//! Child selection: the PUCT rule, first-play urgency, and LCB-based
//! best-move ordering.

use std::cmp::Ordering;
use std::sync::Arc;

use tengen_core::{Color, Config, GameView, Move};

use crate::edge::Edge;
use crate::node::{ExpandState, SearchNode};

/// One-sided 95% Student-t quantiles by degrees of freedom, for the LCB.
const T_QUANTILES: [f32; 30] = [
    6.3138, 2.9200, 2.3534, 2.1318, 2.0150, 1.9432, 1.8946, 1.8595, 1.8331, 1.8125, 1.7959,
    1.7823, 1.7709, 1.7613, 1.7531, 1.7459, 1.7396, 1.7341, 1.7291, 1.7247, 1.7207, 1.7171,
    1.7139, 1.7109, 1.7081, 1.7056, 1.7033, 1.7011, 1.6991, 1.6973,
];

/// t-quantile for `df` degrees of freedom, asymptotic beyond the table.
pub fn cached_t_quantile(df: i32) -> f32 {
    if df < 1 {
        return T_QUANTILES[0];
    }
    T_QUANTILES
        .get(df as usize - 1)
        .copied()
        .unwrap_or(1.6449)
}

fn compute_numerator(config: &Config, visits: usize) -> f64 {
    let visits = visits as f64;
    (visits * (f64::from(config.search.logpuct) * visits + f64::from(config.search.logconst)).ln())
        .sqrt()
}

impl SearchNode {
    /// Lower confidence bound of the winrate in `color`'s frame.
    pub fn get_eval_lcb(&self, color: Color) -> f32 {
        let visits = self.visits();
        if visits < 2 {
            // Large negative, but ordered by visits so 1 beats 0.
            return -1e6 + visits as f32;
        }
        let mean = self.get_raw_eval(color, 0);
        let stddev = (self.get_eval_variance(1.0) / visits as f32).sqrt();
        mean - cached_t_quantile(visits - 1) * stddev
    }

    /// First-play-urgency eval for unvisited children, plus the visited-child
    /// visit total the PUCT numerator wants.
    fn get_fpu_eval(&self, config: &Config, color: Color, is_root: bool) -> (f32, usize) {
        let mut total_visited_policy = 0.0f32;
        let mut max_eval = 0.0f32;
        let mut parent_visits = 0usize;
        let mut visited = 0;
        let mut avg_eval = 0.0f32;

        for edge in self.children.read().iter() {
            if !edge.valid() {
                continue;
            }
            let visits = edge.visits();
            if visits > 0 {
                let child_eval = edge.raw_eval(color);
                max_eval = max_eval.max(child_eval);
                parent_visits += visits as usize;
                total_visited_policy += edge.policy();
                visited += 1;
                avg_eval += (child_eval - avg_eval) / visited as f32;
            }
        }

        if config.search.fpu_avg {
            // Mean of the visited children excluding the best one.
            if visited > 1 {
                avg_eval -= (max_eval - avg_eval) / (visited - 1) as f32;
            }
            return (avg_eval, parent_visits);
        }

        let reduction = if is_root {
            config.search.fpu_root_reduction
        } else {
            config.search.fpu_reduction
        } * total_visited_policy.sqrt();

        let fpu = if config.search.fpu_zero {
            0.0
        } else {
            max_eval - reduction
        };
        (fpu, parent_visits)
    }

    /// PUCT child selection.
    ///
    /// Blocks until any in-flight expansion of this node finishes, then
    /// scores every active child and returns the best, inflating it (and
    /// seeding it with this node's network values) if it has no visits yet.
    pub fn uct_select_child<G: GameView>(
        &self,
        config: &Config,
        state: &G,
        is_root: bool,
        max_visits: i32,
        move_filter: &[Move],
        nopass: bool,
    ) -> Option<Arc<Edge>> {
        self.wait_expanded();

        let color = state.to_move();
        // Visited-children total, not self visits: transpositions and PV
        // virtual losses would skew the latter.
        let (fpu_eval, parent_visits) = self.get_fpu_eval(config, color, is_root);
        let numerator = compute_numerator(config, parent_visits);

        let children = self.children.read();
        let mut best: Option<&Arc<Edge>> = None;
        let mut best_value = f64::MIN;

        for edge in children.iter() {
            if !edge.active() {
                continue;
            }
            if !move_filter.is_empty() && !move_filter.contains(&edge.mv()) {
                continue;
            }

            let visits = edge.visits();
            // Bounded-visit rollouts keep the exploration wide, not deep.
            if max_visits > 0 && visits >= max_visits {
                continue;
            }

            let mut winrate = fpu_eval;
            if let Some(node) = edge.node() {
                if node.expand_state() == ExpandState::Expanding {
                    // Another worker is expanding this child; descending
                    // into it would block on the spin-wait.
                    winrate = -1.0;
                } else if visits > 0 {
                    winrate = node.get_eval(color);
                }
            }

            let mut psa = edge.policy();
            if nopass && edge.mv().is_pass() {
                psa = 0.0;
                winrate -= 0.05;
            }
            if state.passes() >= 1 && edge.mv().is_pass() {
                // After one pass, favor closing the game out.
                psa += 0.2;
            }
            if config.search.stdev_uct {
                let stdev = edge.eval_variance(0.25).sqrt();
                psa *= 2.0 * stdev;
            }

            let denom = if config.search.laddercode {
                let forced = edge.node().map_or(0, SearchNode::forced_count);
                1 + visits - forced
            } else {
                1 + visits
            };
            let value = f64::from(winrate)
                + f64::from(config.search.puct) * f64::from(psa) * numerator / f64::from(denom);

            if value > best_value {
                best_value = value;
                best = Some(edge);
            }
        }

        let best = best?;
        if best.visits() == 0 {
            let child = best.inflate();
            child.set_net_values(
                self.get_net_pi(Color::Black),
                self.net_alpkt(),
                self.net_beta(),
                self.net_beta2(),
            );
        }
        Some(Arc::clone(best))
    }

    /// The move to actually play: LCB when reliable, else visits, then
    /// policy, then eval.
    pub fn get_best_root_child(&self, config: &Config, color: Color) -> Option<Arc<Edge>> {
        self.wait_expanded();

        let children = self.children.read();
        let max_visits = children.iter().map(|e| e.visits()).max().unwrap_or(0);
        let lcb_min_visits = config.search.lcb_min_visit_ratio * max_visits as f32;

        let best = children
            .iter()
            .max_by(|a, b| node_cmp(a, b, color, lcb_min_visits, config.search.uselcb))?;
        best.inflate();
        Some(Arc::clone(best))
    }

    /// Order children best-first for PV extraction.
    pub fn sort_children(&self, config: &Config, color: Color) {
        let mut children = self.children.write();
        let max_visits = children.iter().map(|e| e.visits()).max().unwrap_or(0);
        let lcb_min_visits = config.search.lcb_min_visit_ratio * max_visits as f32;
        let uselcb = config.search.uselcb;
        children.sort_by(|a, b| node_cmp(b, a, color, lcb_min_visits, uselcb));
    }

    pub fn sort_children_by_policy(&self) {
        let mut children = self.children.write();
        children.sort_by(|a, b| {
            b.policy()
                .partial_cmp(&a.policy())
                .unwrap_or(Ordering::Equal)
        });
    }
}

/// `Ordering::Greater` means `a` is the better root move.
fn node_cmp(a: &Edge, b: &Edge, color: Color, lcb_min_visits: f32, uselcb: bool) -> Ordering {
    let a_visits = a.visits();
    let b_visits = b.visits();
    // LCB needs at least two visits to have a variance.
    let lcb_min_visits = lcb_min_visits.max(2.0);

    if uselcb && a_visits as f32 > lcb_min_visits && b_visits as f32 > lcb_min_visits {
        let a_lcb = a.eval_lcb(color);
        let b_lcb = b.eval_lcb(color);
        if a_lcb != b_lcb {
            return a_lcb
                .partial_cmp(&b_lcb)
                .unwrap_or(Ordering::Equal);
        }
    }

    if a_visits != b_visits {
        return a_visits.cmp(&b_visits);
    }

    if a_visits == 0 {
        return a
            .policy()
            .partial_cmp(&b.policy())
            .unwrap_or(Ordering::Equal);
    }

    a.eval(color)
        .partial_cmp(&b.eval(color))
        .unwrap_or(Ordering::Equal)
}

[Exercise prompt] Give only the count of lines in this material that contain the string "uselcb".

[Response to the exercise] 5